La stessa famiglia non è più luogo di confronto e condivisione, tutti sempre di corsa, vicini virtualmente ma fisicamente distanti, esempi di prestazione ed efficienza, dediti al pensare e al fare ma spaventati dal sentire, soprattutto se doloroso.
Il tronco rappresenta il nostro io attuale, la nostra forza e la nostra resilienza ma chi sostiene questo tronco mentre si sta formando? Qual è il sostegno che li protegge quando sono esposti alle intemperie della vita? La religione è diventata un mero esercizio di ritualità non sentite, la scuola fatica a gestire la complessità della situazione perché spesso non supportata o addirittura esautorata dalla stessa famiglia ma soprattutto è l’adulto che il terapeuta Pellai definisce “adultescente” che ne esce demolito nel ruolo che fatica ad interpretare e nella funzione che non riesce ad esercitare.
I rami rappresentano le diverse strade che percorriamo nella vita, le nostre decisioni e le nostre direzioni. Senza certezze, senza la possibilità di progettare nella rapidissima mutevolezza di ciò che viviamo, nell’instabilità politica, nel lento ed inesorabile declino a cui abbiamo condannato madre terra, quale futuro abbiamo donato ai nostri figli? Non potevamo fare peggio di così.
Le foglie dell’albero rappresentano i nostri pensieri e le nostre emozioni ma è necessario educare i nostri ragazzi a pensare, a farsi delle domande e al sentire: non è forse l’adolescenza la culla delle domande esistenziali? Non è in adolescenza che sin dalla notte dei tempi abbiamo iniziato a chiederci chi siamo, qual è il senso del nostro esistere e della morte? Ma queste domande i ragazzi non se le possono fare più perché siamo adulti algofobici, non tolleriamo il dolore e non glielo permettiamo, ignoriamo la morte e viviamo come se fossimo eterni. Credo però che dare un senso alla morte permetta di regolare la propria vita e darle una direzione.

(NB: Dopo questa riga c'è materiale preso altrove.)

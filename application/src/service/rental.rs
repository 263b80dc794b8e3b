use error_stack::Report;
use kernel::interface::database::{DatabaseConnection, DependOnDatabaseConnection};
use kernel::interface::query::{
    CustomerQuery, DependOnCustomerQuery, DependOnMovieQuery, DependOnRentalQuery, MovieQuery,
    RentalQuery,
};
use kernel::prelude::entity::{
    CustomerId, DateOut, MovieId, Rental, RentalId, ReturnedAt, StockDelta,
};
use kernel::{Entity, KernelError};
use tracing::info;

use crate::coordinator::{within, PairedWrite, TransactionCoordinator};
use crate::transfer::{CreateRentalDto, GetRentalDto, RentalDto, ReturnRentalDto};

#[async_trait::async_trait]
pub trait GetRentalService:
    'static + Sync + Send + DependOnDatabaseConnection + DependOnRentalQuery
{
    async fn get_rentals(&self) -> error_stack::Result<Vec<RentalDto>, KernelError> {
        let db = self.database_connection();
        let mut connection = within(db, db.transact()).await?;

        let rentals = within(db, self.rental_query().find_all(&mut connection)).await?;
        Ok(rentals.into_iter().map(RentalDto::from).collect())
    }

    async fn get_rental(&self, dto: GetRentalDto) -> error_stack::Result<RentalDto, KernelError> {
        let db = self.database_connection();
        let mut connection = within(db, db.transact()).await?;

        let id = RentalId::new(dto.id);
        within(db, self.rental_query().find_by_id(&mut connection, &id))
            .await?
            .map(RentalDto::from)
            .ok_or_else(|| not_found(Entity::Rental, dto.id))
    }
}

impl<T> GetRentalService for T where T: DependOnDatabaseConnection + DependOnRentalQuery {}

#[async_trait::async_trait]
pub trait RentService:
    'static
    + Sync
    + Send
    + DependOnDatabaseConnection
    + DependOnMovieQuery
    + DependOnCustomerQuery
    + DependOnRentalQuery
    + TransactionCoordinator
{
    /// Opens a rental and takes one copy out of stock as a single paired write.
    #[tracing::instrument(skip_all, fields(customer_id = %dto.customer_id, movie_id = %dto.movie_id))]
    async fn rent(&self, dto: CreateRentalDto) -> error_stack::Result<RentalDto, KernelError> {
        let db = self.database_connection();
        let mut connection = within(db, db.transact()).await?;

        let movie_id = MovieId::new(dto.movie_id);
        let movie = within(db, self.movie_query().find_by_id(&mut connection, &movie_id))
            .await?
            .ok_or_else(|| not_found(Entity::Movie, dto.movie_id))?;
        if !movie.is_in_stock() {
            return Err(Report::new(KernelError::OutOfStock)
                .attach_printable(format!("movie {}", dto.movie_id)));
        }

        let customer_id = CustomerId::new(dto.customer_id);
        let customer = within(
            db,
            self.customer_query().find_by_id(&mut connection, &customer_id),
        )
        .await?
        .ok_or_else(|| not_found(Entity::Customer, dto.customer_id))?;

        let open = within(
            db,
            self.rental_query()
                .find_open(&mut connection, &customer_id, &movie_id),
        )
        .await?;
        if let Some(open) = open {
            return Err(Report::new(KernelError::RentalAlreadyOpen)
                .attach_printable(format!("rental {}", open.id().as_ref())));
        }

        let rental = Rental::open(customer, &movie, DateOut::now());
        self.execute_paired(
            connection,
            PairedWrite::InsertRental(rental.clone()),
            PairedWrite::AdjustStock {
                movie_id,
                delta: StockDelta::Decrement,
            },
        )
        .await
        .map_err(|report| {
            // Lost the race against another rent of the same pair.
            if matches!(report.current_context(), KernelError::Conflict) {
                report.change_context(KernelError::RentalAlreadyOpen)
            } else {
                report
            }
        })?;

        info!("Rented: {}", rental.id().as_ref());
        Ok(RentalDto::from(rental))
    }
}

impl<T> RentService for T where
    T: DependOnDatabaseConnection
        + DependOnMovieQuery
        + DependOnCustomerQuery
        + DependOnRentalQuery
        + TransactionCoordinator
{
}

#[async_trait::async_trait]
pub trait ReturnService:
    'static + Sync + Send + DependOnDatabaseConnection + DependOnRentalQuery + TransactionCoordinator
{
    /// Closes the most recent rental of the pair and puts the copy back in stock.
    #[tracing::instrument(skip_all, fields(customer_id = %dto.customer_id, movie_id = %dto.movie_id))]
    async fn return_rental(
        &self,
        dto: ReturnRentalDto,
    ) -> error_stack::Result<RentalDto, KernelError> {
        let db = self.database_connection();
        let mut connection = within(db, db.transact()).await?;

        let customer_id = CustomerId::new(dto.customer_id);
        let movie_id = MovieId::new(dto.movie_id);
        let rental = within(
            db,
            self.rental_query()
                .find_latest(&mut connection, &customer_id, &movie_id),
        )
        .await?
        .ok_or_else(|| {
            Report::new(KernelError::NotFound(Entity::Rental)).attach_printable(format!(
                "customer {} has no rental of movie {}",
                dto.customer_id, dto.movie_id
            ))
        })?;

        let closed = rental.close(ReturnedAt::now())?;
        let (Some(returned_at), Some(fee)) = (closed.returned_at(), closed.rental_fee()) else {
            return Err(Report::new(KernelError::Internal)
                .attach_printable("closed rental without return date or fee"));
        };
        self.execute_paired(
            connection,
            PairedWrite::CloseRental {
                rental_id: closed.id().clone(),
                returned_at: returned_at.clone(),
                fee: *fee,
            },
            PairedWrite::AdjustStock {
                movie_id: closed.movie().id().clone(),
                delta: StockDelta::Increment,
            },
        )
        .await?;

        info!("Returned: {}, fee: {}", closed.id().as_ref(), fee.as_ref());
        Ok(RentalDto::from(closed))
    }
}

impl<T> ReturnService for T where
    T: DependOnDatabaseConnection + DependOnRentalQuery + TransactionCoordinator
{
}

fn not_found(entity: Entity, id: uuid::Uuid) -> Report<KernelError> {
    Report::new(KernelError::NotFound(entity)).attach_printable(format!("{entity} {id}"))
}
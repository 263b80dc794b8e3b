use crate::database::{DatabaseConnection, DependOnDatabaseConnection, Transaction};
use crate::entity::{Customer, CustomerId};
use crate::KernelError;

#[async_trait::async_trait]
pub trait CustomerQuery: 'static + Sync + Send {
    type Transaction: Transaction;
    /// Sorted by name.
    async fn find_all(
        &self,
        con: &mut Self::Transaction,
    ) -> error_stack::Result<Vec<Customer>, KernelError>;
    async fn find_by_id(
        &self,
        con: &mut Self::Transaction,
        id: &CustomerId,
    ) -> error_stack::Result<Option<Customer>, KernelError>;
}

pub trait DependOnCustomerQuery: 'static + Sync + Send + DependOnDatabaseConnection {
    type CustomerQuery: CustomerQuery<
        Transaction = <Self::DatabaseConnection as DatabaseConnection>::Transaction,
    >;
    fn customer_query(&self) -> &Self::CustomerQuery;
}
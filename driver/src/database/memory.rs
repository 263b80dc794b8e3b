use std::collections::HashMap;
#[cfg(feature = "fault-injection")]
use std::collections::VecDeque;
#[cfg(feature = "fault-injection")]
use std::sync::Mutex;
use std::sync::{Arc, RwLock};
use std::time::Duration;

use error_stack::Report;
use kernel::interface::database::{DatabaseConnection, Transaction, DEFAULT_OPERATION_TIMEOUT};
use kernel::interface::query::{
    DependOnCustomerQuery, DependOnGenreQuery, DependOnMovieQuery, DependOnRentalQuery,
};
use kernel::interface::update::{
    DependOnCustomerModifier, DependOnGenreModifier, DependOnMovieModifier,
    DependOnRentalModifier,
};
use kernel::prelude::entity::{
    Customer, CustomerId, Genre, GenreId, Movie, MovieId, Rental, RentalId,
};
use kernel::KernelError;

pub use self::{customer::*, genre::*, movie::*, rental::*};

mod customer;
mod genre;
mod movie;
mod rental;

/// The writes a paired operation is built from.
#[derive(Debug, Clone, Copy, PartialEq, Eq, Hash)]
pub enum FaultTarget {
    InsertRental,
    DeleteRental,
    CloseRental,
    ReopenRental,
    AdjustStock,
}

/// Consumed by the next write of its [`FaultTarget`].
#[cfg(feature = "fault-injection")]
#[derive(Debug, Clone, Copy, PartialEq, Eq)]
pub enum Fault {
    /// The write is not applied and reports an internal error.
    Fail,
    /// Sleeps, then applies the write.
    DelayBefore(Duration),
    /// Applies the write, then sleeps before returning.
    DelayAfter(Duration),
}

#[derive(Default)]
pub(in crate::database) struct Tables {
    genres: HashMap<GenreId, Genre>,
    movies: HashMap<MovieId, Movie>,
    customers: HashMap<CustomerId, Customer>,
    rentals: HashMap<RentalId, Rental>,
}

#[derive(Default)]
struct MemoryStore {
    tables: RwLock<Tables>,
    #[cfg(feature = "fault-injection")]
    faults: Mutex<HashMap<FaultTarget, VecDeque<Fault>>>,
}

#[cfg(feature = "fault-injection")]
impl MemoryStore {
    fn take_fault(&self, target: FaultTarget) -> error_stack::Result<Option<Fault>, KernelError> {
        let mut faults = self.faults.lock().map_err(|_| poisoned())?;
        Ok(faults.get_mut(&target).and_then(VecDeque::pop_front))
    }
}

/// In-process store. Every write is visible as soon as it returns, so
/// transactions on it cannot roll back.
#[derive(Clone)]
pub struct MemoryDatabase {
    store: Arc<MemoryStore>,
    timeout: Duration,
}

impl MemoryDatabase {
    pub fn new() -> Self {
        Self::with_timeout(DEFAULT_OPERATION_TIMEOUT)
    }

    pub fn with_timeout(timeout: Duration) -> Self {
        Self {
            store: Arc::new(MemoryStore::default()),
            timeout,
        }
    }

    #[cfg(feature = "fault-injection")]
    pub fn inject(&self, target: FaultTarget, fault: Fault) {
        if let Ok(mut faults) = self.store.faults.lock() {
            faults.entry(target).or_default().push_back(fault);
        }
    }
}

impl Default for MemoryDatabase {
    fn default() -> Self {
        Self::new()
    }
}

#[async_trait::async_trait]
impl DatabaseConnection for MemoryDatabase {
    type Transaction = MemoryTransaction;

    async fn transact(&self) -> error_stack::Result<Self::Transaction, KernelError> {
        Ok(MemoryTransaction {
            store: Arc::clone(&self.store),
        })
    }

    fn operation_timeout(&self) -> Duration {
        self.timeout
    }
}

pub struct MemoryTransaction {
    store: Arc<MemoryStore>,
}

impl MemoryTransaction {
    pub(in crate::database) fn read<R>(
        &self,
        f: impl FnOnce(&Tables) -> R,
    ) -> error_stack::Result<R, KernelError> {
        let tables = self.store.tables.read().map_err(|_| poisoned())?;
        Ok(f(&tables))
    }

    pub(in crate::database) fn mutate<R>(
        &self,
        f: impl FnOnce(&mut Tables) -> R,
    ) -> error_stack::Result<R, KernelError> {
        let mut tables = self.store.tables.write().map_err(|_| poisoned())?;
        Ok(f(&mut tables))
    }

    /// A [`MemoryTransaction::mutate`] that honours injected faults for `target`.
    pub(in crate::database) async fn write<R, F>(
        &self,
        target: FaultTarget,
        f: F,
    ) -> error_stack::Result<R, KernelError>
    where
        R: Send,
        F: FnOnce(&mut Tables) -> R + Send,
    {
        #[cfg(feature = "fault-injection")]
        let fault = self.store.take_fault(target)?;
        #[cfg(feature = "fault-injection")]
        match fault {
            Some(Fault::Fail) => {
                return Err(Report::new(KernelError::Internal)
                    .attach_printable(format!("injected failure on {target:?}")))
            }
            Some(Fault::DelayBefore(delay)) => tokio::time::sleep(delay).await,
            _ => {}
        }

        tracing::trace!(?target, "memory write");
        let result = self.mutate(f)?;

        #[cfg(feature = "fault-injection")]
        if let Some(Fault::DelayAfter(delay)) = fault {
            tokio::time::sleep(delay).await;
        }
        Ok(result)
    }
}

#[async_trait::async_trait]
impl Transaction for MemoryTransaction {
    fn is_atomic(&self) -> bool {
        false
    }

    async fn commit(self) -> error_stack::Result<(), KernelError> {
        Ok(())
    }

    async fn roll_back(self) -> error_stack::Result<(), KernelError> {
        Ok(())
    }
}

fn poisoned() -> Report<KernelError> {
    Report::new(KernelError::Internal).attach_printable("memory store lock poisoned")
}

fn duplicate(what: &str) -> Report<KernelError> {
    Report::new(KernelError::Conflict).attach_printable(format!("{what} already exists"))
}

impl DependOnGenreQuery for MemoryDatabase {
    type GenreQuery = MemoryGenreRepository;
    fn genre_query(&self) -> &Self::GenreQuery {
        &MemoryGenreRepository
    }
}

impl DependOnGenreModifier for MemoryDatabase {
    type GenreModifier = MemoryGenreRepository;
    fn genre_modifier(&self) -> &Self::GenreModifier {
        &MemoryGenreRepository
    }
}

impl DependOnMovieQuery for MemoryDatabase {
    type MovieQuery = MemoryMovieRepository;
    fn movie_query(&self) -> &Self::MovieQuery {
        &MemoryMovieRepository
    }
}

impl DependOnMovieModifier for MemoryDatabase {
    type MovieModifier = MemoryMovieRepository;
    fn movie_modifier(&self) -> &Self::MovieModifier {
        &MemoryMovieRepository
    }
}

impl DependOnCustomerQuery for MemoryDatabase {
    type CustomerQuery = MemoryCustomerRepository;
    fn customer_query(&self) -> &Self::CustomerQuery {
        &MemoryCustomerRepository
    }
}

impl DependOnCustomerModifier for MemoryDatabase {
    type CustomerModifier = MemoryCustomerRepository;
    fn customer_modifier(&self) -> &Self::CustomerModifier {
        &MemoryCustomerRepository
    }
}

impl DependOnRentalQuery for MemoryDatabase {
    type RentalQuery = MemoryRentalRepository;
    fn rental_query(&self) -> &Self::RentalQuery {
        &MemoryRentalRepository
    }
}

impl DependOnRentalModifier for MemoryDatabase {
    type RentalModifier = MemoryRentalRepository;
    fn rental_modifier(&self) -> &Self::RentalModifier {
        &MemoryRentalRepository
    }
}
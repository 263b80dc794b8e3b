use error_stack::Report;
use kernel::KernelError;

pub trait ConvertError: 'static {
    type Ok;
    fn convert_error(self) -> error_stack::Result<Self::Ok, KernelError>;
}

impl<T: 'static> ConvertError for Result<T, sqlx::Error> {
    type Ok = T;
    fn convert_error(self) -> error_stack::Result<T, KernelError> {
        self.map_err(|error| {
            let context = match &error {
                sqlx::Error::PoolTimedOut => KernelError::Timeout,
                sqlx::Error::Database(db) if db.is_unique_violation() => KernelError::Conflict,
                _ => KernelError::Internal,
            };
            Report::from(error).change_context(context)
        })
    }
}

impl<T: 'static> ConvertError for Result<T, sqlx::migrate::MigrateError> {
    type Ok = T;
    fn convert_error(self) -> error_stack::Result<T, KernelError> {
        self.map_err(|error| Report::from(error).change_context(KernelError::Internal))
    }
}

impl<T: 'static> ConvertError for Result<T, dotenvy::Error> {
    type Ok = T;
    fn convert_error(self) -> error_stack::Result<T, KernelError> {
        self.map_err(|error| Report::from(error).change_context(KernelError::Internal))
    }
}

#[cfg(test)]
mod test {
    use kernel::KernelError;

    use super::ConvertError;

    #[test]
    fn pool_timeout_is_timeout() {
        let result: Result<(), sqlx::Error> = Err(sqlx::Error::PoolTimedOut);
        let report = result.convert_error().expect_err("timed out");
        assert_eq!(report.current_context(), &KernelError::Timeout);
    }

    #[test]
    fn missing_row_is_internal() {
        let result: Result<(), sqlx::Error> = Err(sqlx::Error::RowNotFound);
        let report = result.convert_error().expect_err("no row");
        assert_eq!(report.current_context(), &KernelError::Internal);
    }
}
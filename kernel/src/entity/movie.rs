mod id;
mod rate;
mod stock;
mod title;

pub use self::{id::*, rate::*, stock::*, title::*};
use crate::entity::Genre;
use destructure::Destructure;
use vodca::References;

#[derive(Debug, Clone, Eq, PartialEq, References, Destructure)]
pub struct Movie {
    id: MovieId,
    title: MovieTitle,
    genre: Genre,
    daily_rental_rate: DailyRentalRate,
    number_in_stock: NumberInStock,
}

impl Movie {
    pub fn new(
        id: MovieId,
        title: MovieTitle,
        genre: Genre,
        daily_rental_rate: DailyRentalRate,
        number_in_stock: NumberInStock,
    ) -> Self {
        Self {
            id,
            title,
            genre,
            daily_rental_rate,
            number_in_stock,
        }
    }

    pub fn is_in_stock(&self) -> bool {
        *self.number_in_stock.as_ref() > 0
    }
}
use kernel::interface::query::GenreQuery;
use kernel::interface::update::GenreModifier;
use kernel::prelude::entity::{Genre, GenreId};
use kernel::KernelError;

use crate::database::memory::{duplicate, MemoryTransaction};

pub struct MemoryGenreRepository;

#[async_trait::async_trait]
impl GenreQuery for MemoryGenreRepository {
    type Transaction = MemoryTransaction;

    async fn find_all(
        &self,
        con: &mut MemoryTransaction,
    ) -> error_stack::Result<Vec<Genre>, KernelError> {
        con.read(|tables| {
            let mut genres = tables.genres.values().cloned().collect::<Vec<_>>();
            genres.sort_by(|a, b| a.name().as_ref().cmp(b.name().as_ref()));
            genres
        })
    }

    async fn find_by_id(
        &self,
        con: &mut MemoryTransaction,
        id: &GenreId,
    ) -> error_stack::Result<Option<Genre>, KernelError> {
        con.read(|tables| tables.genres.get(id).cloned())
    }
}

#[async_trait::async_trait]
impl GenreModifier for MemoryGenreRepository {
    type Transaction = MemoryTransaction;

    async fn create(
        &self,
        con: &mut MemoryTransaction,
        genre: &Genre,
    ) -> error_stack::Result<(), KernelError> {
        con.mutate(|tables| {
            if tables.genres.contains_key(genre.id()) {
                return Err(duplicate("genre"));
            }
            tables.genres.insert(genre.id().clone(), genre.clone());
            Ok(())
        })?
    }

    async fn update(
        &self,
        con: &mut MemoryTransaction,
        genre: &Genre,
    ) -> error_stack::Result<(), KernelError> {
        con.mutate(|tables| {
            if let Some(stored) = tables.genres.get_mut(genre.id()) {
                *stored = genre.clone();
            }
        })
    }

    async fn delete(
        &self,
        con: &mut MemoryTransaction,
        genre_id: &GenreId,
    ) -> error_stack::Result<(), KernelError> {
        con.mutate(|tables| {
            tables.genres.remove(genre_id);
        })
    }
}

Infine, i frutti dell’albero simboleggiano i nostri risultati e il contributo che diamo al mondo e agli altri.
Se il risultato sono giovani vite che si danno il valore di un abito firmato o di un cellulare ultimo modello credo che noi adulti abbiamo tanti mea culpa da fare. Ripartiamo da noi, da un sistema di valori e di credenze di cristiana memoria che si fonda sull’ama il prossimo tuo come te stesso e sul non fare agli altri ciò che non vuoi sia fatto a te e solo dopo averlo davvero messo in pratica potremo guardare i nostri ragazzi ed esprimere un giudizio su di loro.